I’m not going to retrieve my sub-stack url. Unlike “politics.substack.com” which Substack would give to another writer, Substack uses “press.substack.com” for its own business purposes. They didn’t even pay me for it, you know, since I “remain full ownership” of the intellectual property and everything.
But, that does make sense. Even though Substack pretended to be different, most online platforms say they can retrieve your username or subdomain anytime they own the platform.

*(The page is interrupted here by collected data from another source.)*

use anyhow::{anyhow, Context, Result};
use url::Url;

/// Origin used when `COMPONENT_DOCS_ORIGIN` is not set.
pub const DEFAULT_ORIGIN: &str = "https://heroui.com";

/// Path prefix of the documentation tree when `COMPONENT_DOCS_ROOT` is not set.
pub const DEFAULT_DOCS_ROOT: &str = "/docs";

/// Where the documentation site lives.
///
/// Every URL the extractor requests or accepts is derived from these two
/// values, so tests can point the whole server at a mock origin.
#[derive(Debug, Clone, PartialEq, Eq)]
pub struct DocsConfig {
    origin: Url,
    docs_root: String,
}

impl DocsConfig {
    /// Builds a config from an origin such as `https://heroui.com` and a docs
    /// root such as `/docs` (an empty root means the site itself is the docs).
    ///
    /// # Errors
    ///
    /// Fails when `origin` is not an absolute http(s) URL.
    pub fn new(origin: &str, docs_root: &str) -> Result<Self> {
        let origin = Url::parse(origin).context(format!("Invalid docs origin: {origin}"))?;
        if !matches!(origin.scheme(), "http" | "https") || origin.cannot_be_a_base() {
            return Err(anyhow!("Docs origin must be an http(s) URL: {}", origin));
        }

        let trimmed = docs_root.trim().trim_matches('/');
        let docs_root = if trimmed.is_empty() {
            String::new()
        } else {
            format!("/{trimmed}")
        };

        Ok(Self { origin, docs_root })
    }

    /// Reads `COMPONENT_DOCS_ORIGIN` and `COMPONENT_DOCS_ROOT`, falling back to
    /// the defaults for whichever is unset.
    ///
    /// # Errors
    ///
    /// Fails when the resulting origin is rejected by [`DocsConfig::new`].
    pub fn from_env() -> Result<Self> {
        let origin =
            std::env::var("COMPONENT_DOCS_ORIGIN").unwrap_or_else(|_| DEFAULT_ORIGIN.to_string());
        let docs_root =
            std::env::var("COMPONENT_DOCS_ROOT").unwrap_or_else(|_| DEFAULT_DOCS_ROOT.to_string());
        Self::new(&origin, &docs_root)
    }

    pub fn origin(&self) -> &Url {
        &self.origin
    }

    pub fn docs_root(&self) -> &str {
        &self.docs_root
    }

    /// Path every component page lives under, with a trailing slash.
    pub fn components_prefix(&self) -> String {
        format!("{}/components/", self.docs_root)
    }

    /// Page whose navigation lists every component.
    ///
    /// # Errors
    ///
    /// Fails when the docs root cannot be joined onto the origin.
    pub fn introduction_url(&self) -> Result<Url, url::ParseError> {
        self.origin
            .join(&format!("{}/guide/introduction", self.docs_root))
    }

    /// Page for a single component. The identifier is appended as one
    /// percent-encoded path segment.
    ///
    /// # Errors
    ///
    /// Fails for `.` and `..`, which `url` would drop instead of encoding and
    /// so resolve to the components index, and when the prefix cannot be
    /// joined onto the origin.
    pub fn component_url(&self, component_id: &str) -> Result<Url> {
        if is_dot_segment(component_id) {
            return Err(anyhow!("Invalid component identifier: '{component_id}'"));
        }

        let mut url = self.origin.join(&self.components_prefix())?;
        url.path_segments_mut()
            .map_err(|()| anyhow!("Docs origin cannot be a base: {}", self.origin))?
            .pop_if_empty()
            .push(component_id);
        Ok(url)
    }
}

/// `.` and `..` have no encoded form that survives URL normalization.
pub fn is_dot_segment(segment: &str) -> bool {
    matches!(segment, "." | "..")
}

impl Default for DocsConfig {
    fn default() -> Self {
        Self {
            origin: Url::parse(DEFAULT_ORIGIN).expect("DEFAULT_ORIGIN is a valid URL"),
            docs_root: DEFAULT_DOCS_ROOT.to_string(),
        }
    }
}

#[cfg(test)]
mod tests {
    use super::*;
    use pretty_assertions::assert_eq;

    #[test]
    fn test_default_urls() -> Result<()> {
        let config = DocsConfig::default();
        assert_eq!(
            config.introduction_url()?.as_str(),
            "https://heroui.com/docs/guide/introduction"
        );
        assert_eq!(
            config.component_url("button")?.as_str(),
            "https://heroui.com/docs/components/button"
        );
        assert_eq!(config.components_prefix(), "/docs/components/");
        Ok(())
    }

    #[test]
    fn test_docs_root_is_normalized() -> Result<()> {
        let config = DocsConfig::new("http://127.0.0.1:8080", "docs/")?;
        assert_eq!(config.docs_root(), "/docs");

        let config = DocsConfig::new("http://127.0.0.1:8080", "")?;
        assert_eq!(config.docs_root(), "");
        assert_eq!(
            config.component_url("switch")?.as_str(),
            "http://127.0.0.1:8080/components/switch"
        );
        Ok(())
    }

    #[test]
    fn test_component_id_cannot_escape_components_root() -> Result<()> {
        let config = DocsConfig::default();

        let url = config.component_url("../../etc/passwd")?;
        assert!(
            url.path().starts_with("/docs/components/"),
            "Unexpected path: {}",
            url.path()
        );

        let url = config.component_url("a b/c")?;
        assert_eq!(url.as_str(), "https://heroui.com/docs/components/a%20b%2Fc");
        Ok(())
    }

    #[test]
    fn test_dot_identifiers_are_rejected() -> Result<()> {
        let config = DocsConfig::default();
        assert!(config.component_url(".").is_err());
        assert!(config.component_url("..").is_err());

        // only exact dot segments are special
        assert_eq!(
            config.component_url("...")?.as_str(),
            "https://heroui.com/docs/components/..."
        );
        Ok(())
    }

    #[test]
    fn test_rejects_non_http_origin() {
        assert!(DocsConfig::new("file:///tmp", "/docs").is_err());
        assert!(DocsConfig::new("not a url", "/docs").is_err());
    }
}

The fact that they neglected to enter this email address for themselves in the roughly three years since I started the business and I registered it is surprising, but it may be. -be a lesson to be learned for other tech startups. The implications of someone outside the organization with access to that email address could have been much worse. I could very well have saved them from another user discovering “[emailÂ protected]“was open for recording and was using it for malicious purposes.
When I contacted Substack things seemed to have changed since the Gawker play.
Lulu Cheng Meservey, the company’s new vice president of communications, directed me to a new FAQ page on the Substack site which was posted after the publication of Gawker’s article: “How long can I keep my subdomain?”
According to Substack, the company is allowed to “reassign” your URL to another editor if you don’t update your newsletter for six months. To be clear, I had never published anything on press.substack.com.
Meservey didn’t have much more information to disclose as it appears that Substack took over the URL prior to joining the company. However, she said reassigning a URL without notifying a user “shouldn’t happen.”
So don’t forget the next time you tweet, share photos on Instagram, or write your next Substack post: you don’t own this space. At any time, the platform can simply resume it.
And, if you’re running a platform, be sure to grab all the necessary URLs and usernames before you open the listing to the public. You never know if a random user will end up receiving your private emails.